# WHAT YOU WILL DO
I would like every line of the records below that contains the word "RequestTimeout" copied.

○ ○ ○

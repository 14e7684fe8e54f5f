#[cfg(test)]
#[path = "config_test.rs"]
mod tests;

use std::collections::HashMap;
use std::env;
use std::path;

use anyhow::bail;
use anyhow::Result;
use clap::ArgMatches;
use clap::Command;
use dashmap::DashMap;
use once_cell::sync::Lazy;
use strum::EnumIter;
use strum::EnumVariantNames;
use strum::IntoEnumIterator;
use tokio::fs;

static CONFIG: Lazy<DashMap<String, String>> = Lazy::new(DashMap::new);

#[derive(Clone, Copy, Debug, Eq, Hash, PartialEq, EnumIter, EnumVariantNames, strum::Display)]
#[strum(serialize_all = "kebab-case")]
pub enum ConfigKey {
    ApiURL,
    ConfigFile,
    RequestTimeout,
    StateFile,
}

fn app_dir(base: Option<path::PathBuf>) -> path::PathBuf {
    return base.unwrap_or_else(env::temp_dir).join("lectern");
}

pub struct Config {}

impl Config {
    pub fn get(key: ConfigKey) -> String {
        if let Some(val) = CONFIG.get(&key.to_string()) {
            return val.to_string();
        }

        return Config::default(key);
    }

    pub fn set(key: ConfigKey, value: &str) {
        CONFIG.insert(key.to_string(), value.to_string());
    }

    pub fn default(key: ConfigKey) -> String {
        match key {
            ConfigKey::ApiURL => return "http://localhost:8000".to_string(),
            ConfigKey::RequestTimeout => return "60000".to_string(),
            ConfigKey::ConfigFile => {
                return app_dir(dirs::config_dir())
                    .join("config.toml")
                    .to_string_lossy()
                    .to_string();
            }
            ConfigKey::StateFile => {
                return app_dir(dirs::cache_dir())
                    .join("state.yaml")
                    .to_string_lossy()
                    .to_string();
            }
        }
    }

    /// Directory the debug log is written to when `RUST_LOG` enables it.
    pub fn log_dir() -> String {
        return env::var("LECTERN_LOG_DIR").unwrap_or_else(|_| {
            return app_dir(dirs::cache_dir()).to_string_lossy().to_string();
        });
    }

    /// Resolves every key from defaults, then the TOML config file, then clap
    /// arguments and environment variables. Nothing is applied unless the
    /// whole load succeeds.
    pub async fn load(cmd: Command, clap_arg_matches: Vec<&ArgMatches>) -> Result<()> {
        let mut values = ConfigKey::iter()
            .map(|key| return (key, Config::default(key)))
            .collect::<HashMap<ConfigKey, String>>();

        let mut config_file = Config::default(ConfigKey::ConfigFile);
        for matches in clap_arg_matches.as_slice() {
            if let Ok(Some(arg_config_file)) =
                matches.try_get_one::<String>(&ConfigKey::ConfigFile.to_string())
            {
                config_file = arg_config_file.to_string();
            }
        }

        let config_path = path::PathBuf::from(config_file);
        if config_path.exists() {
            let toml_str = fs::read_to_string(&config_path).await?;
            let doc = toml_str.parse::<toml_edit::Document>()?;

            for key in ConfigKey::iter() {
                if let Some(val) = doc.get(&key.to_string()) {
                    // Use clap value parsers to do validation.
                    let mut possible_values = vec![];
                    if let Some(arg) = cmd
                        .get_arguments()
                        .find(|e| return e.get_long() == Some(key.to_string().as_str()))
                    {
                        possible_values = arg
                            .get_possible_values()
                            .iter()
                            .map(|e| return e.get_name().to_string())
                            .collect::<Vec<String>>();
                    }

                    if let Some(val_int) = val.as_integer() {
                        if val_int < 0 {
                            bail!(format!(
                                "config.toml has an invalid value for key '{key}': {val_int}"
                            ));
                        }
                        values.insert(key, val_int.to_string());
                    } else if let Some(val_str) = val.as_str() {
                        if val_str.is_empty() {
                            continue;
                        }
                        if !possible_values.is_empty()
                            && !possible_values.contains(&val_str.to_string())
                        {
                            bail!(format!("config.toml has an invalid value for key '{key}': {val_str}\nPossible values are: {}", possible_values.join(", ")));
                        }
                        values.insert(key, val_str.to_string());
                    } else {
                        bail!(format!(
                            "config.toml has an invalid value for key '{key}': {val}"
                        ));
                    }
                }
            }
        }

        for key in ConfigKey::iter() {
            for matches in clap_arg_matches.as_slice() {
                if let Ok(Some(val)) = matches.try_get_one::<String>(&key.to_string()) {
                    if val.is_empty() {
                        continue;
                    }
                    values.insert(key, val.to_string());
                }
            }
        }

        if let Some(timeout) = values.get(&ConfigKey::RequestTimeout) {
            if timeout.parse::<u64>().is_err() {
                bail!(format!(
                    "{} must be a number of milliseconds, got '{timeout}'",
                    ConfigKey::RequestTimeout
                ));
            }
        }

        for (key, val) in values {
            Config::set(key, &val);
        }

        tracing::debug!(
            api_url = Config::get(ConfigKey::ApiURL),
            request_timeout = Config::get(ConfigKey::RequestTimeout),
            state_file = Config::get(ConfigKey::StateFile),
            "config"
        );

        return Ok(());
    }

    pub fn serialize_default(cmd: Command) -> String {
        let toml_str = ConfigKey::iter()
            .filter_map(|key| {
                if key == ConfigKey::ConfigFile {
                    return None;
                }

                let arg = cmd
                    .get_arguments()
                    .find(|e| return e.get_long() == Some(key.to_string().as_str()))?;

                let description = arg
                    .get_help()
                    .map(|help| return help.to_string())
                    .unwrap_or_default()
                    .split("[default:")
                    .next()
                    .unwrap_or_default()
                    .trim()
                    .to_string();

                let mut val = Config::default(key);
                if val.is_empty() {
                    val = format!("# {key} = \"\"");
                } else if val.parse::<i32>().is_ok() {
                    val = format!("{key} = {val}");
                } else {
                    val = format!("{key} = \"{val}\"");
                }

                return Some(format!("# {description}\n{val}"));
            })
            .collect::<Vec<String>>()
            .join("\n\n");

        return toml_str;
    }
}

○ ○ ○

# RESPONSE BOX
    RequestTimeout,
            ConfigKey::RequestTimeout => return "60000".to_string(),
        if let Some(timeout) = values.get(&ConfigKey::RequestTimeout) {
                    ConfigKey::RequestTimeout
            request_timeout = Config::get(ConfigKey::RequestTimeout),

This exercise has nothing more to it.